- Arizona Corporation Commission (ACC) Chairman Bob Burns, R, proposed a process this week to move ahead on retail electric choice, directing regulatory staff to draft a proposed rules package in the next five months for full retail electric competition.
- Burns submitted a letter to ACC's retail electric competition rules docket on Tuesday, seeking commissioner support for drafting a second proposed rule "prior to all the questions [on retail electric competition] being addressed completely," to specifically focus on full electric choice. His top concerns are grid operator jurisdiction, customer protection and choosing an electric reliability coordinator. "At least three reliability coordinating organizations are out there soliciting memberships" in Arizona, Burns told Utility Dive, referring to California ISO and the Southwest Power Pool.
- ACC staff proposed rules on retail electric competition this summer, drawing comments from the commissioners, particularly Commissioner Justin Olson, R, that the proposal did not go far enough. The ACC had previously opened a docket on retail electric competition, although Burns distinguished the new process as a "fact-gathering function" in order to determine if a new model is viable.
The last time the ACC looked into the possibility of full retail electric competition, investor-owned utilities such as Arizona Public Service (APS) were quick to criticize.

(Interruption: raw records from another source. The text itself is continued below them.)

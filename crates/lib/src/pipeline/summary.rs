//! Per-target outcomes and the aggregated run summary.

use std::time::Duration;

use crate::target::{Target, TargetStatus};

/// Final result of one target's pipeline. Produced exactly once per
/// target by the worker that owned it.
#[derive(Debug, Clone)]
pub struct Outcome {
  /// Position in resolver order; the summary sorts by this.
  pub index: usize,
  pub name: String,
  pub status: TargetStatus,
  pub duration: Duration,
  /// Error message for a `Failed` target.
  pub error: Option<String>,
  /// Artifact size for a `Done` target.
  pub artifact_size: Option<u64>,
}

impl Outcome {
  pub fn done(index: usize, target: &Target, artifact_size: u64, duration: Duration) -> Self {
    Self {
      index,
      name: target.name.clone(),
      status: TargetStatus::Done,
      duration,
      error: None,
      artifact_size: Some(artifact_size),
    }
  }

  pub fn skipped(index: usize, target: &Target, duration: Duration) -> Self {
    Self {
      index,
      name: target.name.clone(),
      status: TargetStatus::Skipped,
      duration,
      error: None,
      artifact_size: None,
    }
  }

  pub fn failed(index: usize, target: &Target, error: String, duration: Duration) -> Self {
    Self {
      index,
      name: target.name.clone(),
      status: TargetStatus::Failed,
      duration,
      error: Some(error),
      artifact_size: None,
    }
  }
}

/// Aggregate of all outcomes for one run.
///
/// Outcomes are held in resolver order regardless of completion order, so
/// summary output is reproducible across runs. Invariant:
/// `done + failed + skipped == outcomes.len()`.
#[derive(Debug, Default)]
pub struct RunSummary {
  outcomes: Vec<Outcome>,
  pub done: usize,
  pub failed: usize,
  pub skipped: usize,
}

impl RunSummary {
  /// Collect outcomes from the scheduler, restoring resolver order.
  pub fn collect(mut outcomes: Vec<Outcome>) -> Self {
    outcomes.sort_by_key(|o| o.index);

    let mut summary = Self {
      done: 0,
      failed: 0,
      skipped: 0,
      outcomes,
    };
    for outcome in &summary.outcomes {
      match outcome.status {
        TargetStatus::Done => summary.done += 1,
        TargetStatus::Failed => summary.failed += 1,
        TargetStatus::Skipped => summary.skipped += 1,
        other => {
          // Workers only ever emit terminal states.
          debug_assert!(other.is_terminal(), "non-terminal outcome: {}", other);
        }
      }
    }
    summary
  }

  pub fn outcomes(&self) -> &[Outcome] {
    &self.outcomes
  }

  pub fn total(&self) -> usize {
    self.outcomes.len()
  }

  /// True when every non-skipped target reached `Done`.
  pub fn is_success(&self) -> bool {
    self.failed == 0
  }

  /// Failed targets, in resolver order.
  pub fn failures(&self) -> impl Iterator<Item = &Outcome> {
    self.outcomes.iter().filter(|o| o.status == TargetStatus::Failed)
  }

  /// Process-level exit code: 0 all non-skipped targets done, 1 otherwise.
  pub fn exit_code(&self) -> u8 {
    if self.is_success() { 0 } else { 1 }
  }
}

Previously, in 2013, the ACC ended an inquiry into electric retail choice after APS and its parent-company, Pinnacle West, argued that the increased competition could threaten reliability. Burns recalled that APS and Pinnacle West had spent millions to critique full retail choice, with the commissioner calling it a "scare campaign."
While APS did not reply to Utility Dive's request for comment, the utility had filed comments in July on the staff report and draft rules on electric retail competition, saying that grid reliability could be jeopardized.
"Is there a better way to do things based on the fact that we have so many more choices?" Burns said. According to him, there has been "a tremendous amount of advancement" in different generation since 2017, which would benefit the customers that are buying electricity.
Burns requested a draft of rules from ACC staff by January 10, 2020, to reflect the transition to full retail electric competition for all customers. He wants the commission to discuss the proposal at the February open meeting. The draft would offer a template to work off, which the ACC did not have in 2013.
"I'm hopeful that we've sort of changed the format of how we're going about this," Burns said. "We're keeping this in-house, if you will ... working with staff and the other commissioners."
"I hope that we won't have to go to the ballot," he added.
However, many problems still remain to be discussed. The Arizona state law on open meetings prohibits the five ACC commissioners from meeting in unofficial capacities to discuss regulations, which means that commissioners must address their concerns during monthly open meetings. Having a concrete rules package will help the commissioners be more targeted in their inquiries, Burns wrote.
Burns called the Texas electric retail choice model a "very strong, good starting point" for Arizona. APS specifically highlighted Texas in its comments, citing reliability concerns as recent as this summer from the Electric Reliability Coordinator Council of Texas.